Task objective:
Search the data for the word "return". Reproduce every line where it is found.

# # # # # # #

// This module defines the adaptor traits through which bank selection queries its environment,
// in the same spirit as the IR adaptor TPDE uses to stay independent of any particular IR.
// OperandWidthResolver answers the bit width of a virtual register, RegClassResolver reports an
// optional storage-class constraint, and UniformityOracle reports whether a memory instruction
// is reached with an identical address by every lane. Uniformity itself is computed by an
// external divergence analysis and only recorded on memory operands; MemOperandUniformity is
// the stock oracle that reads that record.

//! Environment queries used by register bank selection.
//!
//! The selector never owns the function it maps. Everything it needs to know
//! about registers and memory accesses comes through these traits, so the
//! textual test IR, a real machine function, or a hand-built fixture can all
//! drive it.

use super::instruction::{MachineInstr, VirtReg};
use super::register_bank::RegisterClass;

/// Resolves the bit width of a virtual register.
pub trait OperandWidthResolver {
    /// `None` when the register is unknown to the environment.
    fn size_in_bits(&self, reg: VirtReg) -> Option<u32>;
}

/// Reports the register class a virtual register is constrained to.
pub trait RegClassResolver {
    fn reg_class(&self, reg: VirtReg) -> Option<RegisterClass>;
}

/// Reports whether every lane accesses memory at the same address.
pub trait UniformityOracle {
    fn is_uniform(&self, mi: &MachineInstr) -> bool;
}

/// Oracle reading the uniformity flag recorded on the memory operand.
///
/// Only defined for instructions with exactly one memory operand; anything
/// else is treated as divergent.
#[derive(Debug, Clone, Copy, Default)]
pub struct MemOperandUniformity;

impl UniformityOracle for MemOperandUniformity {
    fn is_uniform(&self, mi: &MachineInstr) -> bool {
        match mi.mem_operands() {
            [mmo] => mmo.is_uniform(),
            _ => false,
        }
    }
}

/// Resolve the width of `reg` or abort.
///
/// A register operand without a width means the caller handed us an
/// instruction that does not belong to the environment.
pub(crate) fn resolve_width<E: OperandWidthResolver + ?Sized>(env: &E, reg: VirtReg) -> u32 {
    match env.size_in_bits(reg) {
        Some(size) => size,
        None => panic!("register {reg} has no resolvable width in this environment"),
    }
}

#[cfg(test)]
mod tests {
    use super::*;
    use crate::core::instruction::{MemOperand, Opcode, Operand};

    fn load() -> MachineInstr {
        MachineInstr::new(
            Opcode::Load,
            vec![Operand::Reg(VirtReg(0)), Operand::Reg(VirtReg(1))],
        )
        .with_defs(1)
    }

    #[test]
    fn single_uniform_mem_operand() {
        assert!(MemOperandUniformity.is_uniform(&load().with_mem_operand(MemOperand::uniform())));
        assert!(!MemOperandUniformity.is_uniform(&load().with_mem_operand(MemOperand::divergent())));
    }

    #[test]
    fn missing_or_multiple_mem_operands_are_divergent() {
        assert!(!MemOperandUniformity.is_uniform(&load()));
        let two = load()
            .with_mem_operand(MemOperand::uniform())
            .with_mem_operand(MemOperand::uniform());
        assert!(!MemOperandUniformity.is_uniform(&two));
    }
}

# # # # # # #

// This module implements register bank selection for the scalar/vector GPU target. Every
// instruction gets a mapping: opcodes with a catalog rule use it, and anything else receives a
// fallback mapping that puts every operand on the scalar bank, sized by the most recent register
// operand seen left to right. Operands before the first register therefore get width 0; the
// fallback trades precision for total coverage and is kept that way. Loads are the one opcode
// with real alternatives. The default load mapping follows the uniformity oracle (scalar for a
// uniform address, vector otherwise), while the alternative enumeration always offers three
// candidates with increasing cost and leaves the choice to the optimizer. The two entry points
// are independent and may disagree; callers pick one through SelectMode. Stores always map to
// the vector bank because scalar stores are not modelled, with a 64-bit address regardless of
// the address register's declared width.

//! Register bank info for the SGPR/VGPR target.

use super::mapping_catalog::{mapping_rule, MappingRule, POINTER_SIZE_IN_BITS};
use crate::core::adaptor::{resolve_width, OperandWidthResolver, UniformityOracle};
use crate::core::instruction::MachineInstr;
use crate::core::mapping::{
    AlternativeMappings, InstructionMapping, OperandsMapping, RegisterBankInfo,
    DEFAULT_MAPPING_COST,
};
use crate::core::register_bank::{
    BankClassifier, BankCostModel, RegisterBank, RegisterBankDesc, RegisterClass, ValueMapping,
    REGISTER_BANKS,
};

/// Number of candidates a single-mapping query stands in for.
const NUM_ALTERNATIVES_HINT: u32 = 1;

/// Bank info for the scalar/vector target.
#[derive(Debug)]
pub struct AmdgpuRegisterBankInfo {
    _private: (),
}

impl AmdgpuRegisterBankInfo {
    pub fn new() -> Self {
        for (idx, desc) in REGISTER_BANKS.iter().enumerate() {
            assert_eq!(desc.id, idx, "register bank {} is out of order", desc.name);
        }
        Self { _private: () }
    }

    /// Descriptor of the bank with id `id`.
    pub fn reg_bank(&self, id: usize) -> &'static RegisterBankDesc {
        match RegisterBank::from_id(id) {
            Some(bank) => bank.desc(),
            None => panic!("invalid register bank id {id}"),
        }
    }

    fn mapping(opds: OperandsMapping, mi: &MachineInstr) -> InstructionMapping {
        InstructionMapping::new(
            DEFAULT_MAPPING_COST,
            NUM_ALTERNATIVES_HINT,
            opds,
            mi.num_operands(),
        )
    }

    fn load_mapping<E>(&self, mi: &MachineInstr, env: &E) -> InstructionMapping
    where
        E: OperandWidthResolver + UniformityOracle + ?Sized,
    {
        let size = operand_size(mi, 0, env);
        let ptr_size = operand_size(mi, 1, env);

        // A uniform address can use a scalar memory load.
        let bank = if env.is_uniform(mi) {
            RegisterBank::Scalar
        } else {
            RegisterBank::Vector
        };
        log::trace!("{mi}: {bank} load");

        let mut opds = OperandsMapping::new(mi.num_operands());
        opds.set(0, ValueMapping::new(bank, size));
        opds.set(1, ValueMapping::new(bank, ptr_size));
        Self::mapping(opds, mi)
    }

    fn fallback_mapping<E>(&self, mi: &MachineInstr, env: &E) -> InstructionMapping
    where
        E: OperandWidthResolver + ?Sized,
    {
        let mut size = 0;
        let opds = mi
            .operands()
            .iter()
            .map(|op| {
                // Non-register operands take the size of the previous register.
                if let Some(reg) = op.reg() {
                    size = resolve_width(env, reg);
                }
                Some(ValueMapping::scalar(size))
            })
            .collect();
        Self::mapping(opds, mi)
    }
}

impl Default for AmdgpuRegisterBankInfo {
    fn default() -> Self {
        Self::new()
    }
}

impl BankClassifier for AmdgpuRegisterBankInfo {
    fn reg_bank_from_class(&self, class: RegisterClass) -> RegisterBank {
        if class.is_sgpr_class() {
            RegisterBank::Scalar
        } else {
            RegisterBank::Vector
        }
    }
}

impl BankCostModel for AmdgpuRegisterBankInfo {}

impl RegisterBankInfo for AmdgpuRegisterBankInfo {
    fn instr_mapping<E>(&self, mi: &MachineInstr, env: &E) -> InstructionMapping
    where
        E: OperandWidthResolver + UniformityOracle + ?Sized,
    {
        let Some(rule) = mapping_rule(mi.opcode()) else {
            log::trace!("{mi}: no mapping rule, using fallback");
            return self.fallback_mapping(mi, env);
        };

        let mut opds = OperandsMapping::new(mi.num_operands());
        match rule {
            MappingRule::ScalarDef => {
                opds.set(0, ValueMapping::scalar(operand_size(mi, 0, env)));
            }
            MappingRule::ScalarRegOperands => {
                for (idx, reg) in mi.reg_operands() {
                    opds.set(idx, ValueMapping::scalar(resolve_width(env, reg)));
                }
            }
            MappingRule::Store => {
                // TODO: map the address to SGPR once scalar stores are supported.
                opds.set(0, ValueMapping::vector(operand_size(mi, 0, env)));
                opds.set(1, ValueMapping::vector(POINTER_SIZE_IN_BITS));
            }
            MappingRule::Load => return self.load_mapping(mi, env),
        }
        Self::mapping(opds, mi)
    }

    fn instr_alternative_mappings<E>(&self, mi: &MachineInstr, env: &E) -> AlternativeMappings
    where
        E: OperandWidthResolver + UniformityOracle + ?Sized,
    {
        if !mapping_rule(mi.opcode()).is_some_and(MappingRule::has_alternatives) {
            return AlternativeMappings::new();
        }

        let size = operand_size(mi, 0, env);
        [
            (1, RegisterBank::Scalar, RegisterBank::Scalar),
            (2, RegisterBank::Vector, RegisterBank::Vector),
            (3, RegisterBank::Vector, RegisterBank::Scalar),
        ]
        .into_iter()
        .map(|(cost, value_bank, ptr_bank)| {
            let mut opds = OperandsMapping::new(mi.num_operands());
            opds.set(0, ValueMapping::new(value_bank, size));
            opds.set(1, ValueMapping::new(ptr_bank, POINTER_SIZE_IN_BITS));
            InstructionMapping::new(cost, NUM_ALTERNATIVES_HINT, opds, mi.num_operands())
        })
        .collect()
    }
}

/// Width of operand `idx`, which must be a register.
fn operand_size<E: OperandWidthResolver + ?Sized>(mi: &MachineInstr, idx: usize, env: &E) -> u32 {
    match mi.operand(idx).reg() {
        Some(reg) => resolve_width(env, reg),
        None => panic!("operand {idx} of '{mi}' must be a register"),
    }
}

# # # # # # #

Response to this task:
            return self.fallback_mapping(mi, env);
            MappingRule::Load => return self.load_mapping(mi, env),
            return AlternativeMappings::new();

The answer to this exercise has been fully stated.